Owen’s vade mecum

John Owen said that William Guthrie’s little book, The Christian’s Great Interest, was his vade mecum – he carried it about with him all the time. There was more theology in it, he said, than in the tomes he had written himself. (Guthrie was a minister in the Scottish church in the 1600s. His cousin James was a Covenanter and was hanged in Edinburgh; his descendant Thomas was a colleague of Chalmers in the nineteenth century and organised the Ragged Schools.)

The whole point of the little treatise was, said Guthrie in the introduction, to speak of two things of the greatest concern: firstly, whether a person could justly lay claim to having been saved; and secondly, what a person should do if they couldn’t make such a claim.

So he describes what is true saving faith. It is variously expressed in Scripture, he says, according to the different ways that it acts. Sometimes it acts ‘by a desire of union with God in Christ,’ or as Isaiah describes it, as a looking to him. Or it is a hungering and thirsting after righteousness. Or, it is an act of recumbency – ‘leaning on the Lord, the soul taking up Christ then as a resting-stone, and so God hath held him out, although he be a stumbling-stone to others.’ Or it may be an act of waiting – ‘They shall not be ashamed that wait for me,’ it says in Isaiah 49.

But, he says, ‘it were tedious to instance all the several ways of the action of faith upon, and its exercise about, and outgoings after, Christ – I may say, according to the various conditions of man.’ Faith acts ‘variously and differently upon God in Christ: for faith is the very shaping out of a man’s heart according to God’s device of salvation by Christ Jesus, … so that, let Christ turn what way he will, faith turneth and pointeth that way.’ In fact:

“[Christ] turns all ways in which he can be useful to poor man, and therefore faith acts accordingly on him for drawing out of that fullness according to a man’s case and condition. As, for example, the soul is naked, destitute of a covering to keep it from the storm of God’s wrath; Christ is fine raiment, Rev 3:17-18; then accordingly faith’s work here is ‘to put on the Lord Jesus.’

The soul is hungry and thirsty after something that may everlastingly satisfy; Christ Jesus is milk, wine, water, the bread of life, the true manna, the feast of fat things and of wines on the lees well refined; then the work of faith is to go, buy, eat, and drink abundantly.

The soul is pursued for guilt more or less, and is not able to withstand the charge; Christ Jesus is the city of refuge, and the high priest there, during whose priesthood (that is, for ever) the poor man who escapes there is safe; then the work and exercise of faith is ‘to flee thither for refuge, to lay hold on the hope set before us.’

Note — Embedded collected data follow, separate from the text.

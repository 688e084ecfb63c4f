mod aggregator;
mod candles;
mod cli;
mod config;
mod error;
mod exchange;
mod filter_utils;
mod indicators;
mod models;
mod movers;
mod options;
mod pairs;
mod resolver;
mod storage_utils;
mod tables;

use clap::Parser;
use tracing::error;
use tracing_subscriber::EnvFilter;

#[tokio::main]
async fn main() -> anyhow::Result<()> {
    let cli = cli::Cli::parse();

    let default_level = if cli.verbose { "debug" } else { "info" };
    tracing_subscriber::fmt()
        .with_env_filter(EnvFilter::try_from_default_env().unwrap_or_else(|_| EnvFilter::new(default_level)))
        .with_writer(std::io::stderr)
        .init();

    if let Err(e) = cli::run(cli).await {
        error!("{:#}", e);
        return Err(e);
    }
    Ok(())
}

In a word, whatsoever way Christ may benefit a poor man, he declares himself able to do so. And as he holdeth himself out in the Scriptures, so faith doth point towards him. If he be a Bridegroom, faith will go out in a marriage relation; if he be a Father, faith pleadeth the man to be a child; if he be a Shepherd, faith pleads the man may be one of his sheep; if he be a Lord, faith calleth him so …; if he be dead and risen again for our justification, faith ‘beliveth God hath raised him’ on that account.

Wheresoever he be, there would faith be, and whatsoever he is, faith would be somewhat like him; for by faith the heart is laid out in breadth and length for him. Yea, when the fame and report of him goeth abroad in his truth, although faith seeth not much, yet it ‘believeth on his name,’ upon the very fame he hath sent abroad of himself, John 1:12.

3 thoughts on “Owen’s vade mecum

  1. Interesting co-incidence, in that I’m re-reading J. I. Packer’s 1990 book “A Quest for Godliness” (American title), his collection of essays about the Puritans. Early on, he mentions Guthrie’s book as being a volume that John Owen was “much impressed with.” Nice to read that in two different places in the same week. (I decided to re-read Packer’s volume as he turned 84 last week.)


  2. Is that “Among God’s Giants” ? An excellent book if so.

    By the way – what is meant by the Sedan New Testament? What Owen actually said is that he carried CGI and the Sedan New Testament around with him, but I chickened out of quoting it directly as I didn’t know what it means!


  3. Yes, “Among God’s Giants” is the British title. I think I’ve heard of the Sedan New Testament, but know nothing about it. It’s a NT you read in a car? (heh, heh)

    Speaking of things British: I’ve just acquired two books by the English literary scholar and author, George Saintsbury (1845-1933). They are “A Short History of English Literature” (1898) and “The Peace of the Augustans: A Survey of Eighteenth-Century Literature as a Place of Rest and Refreshment” (1916). Saintsbury was a prolific author (at least 40 books) who also wrote about French literature. He was probably the most influential English literary critic from the 1880s to the 1920s. He died at 87.

    Oh, by the way: in the first book, his idea of “short” is 818 pages of small print. Heh.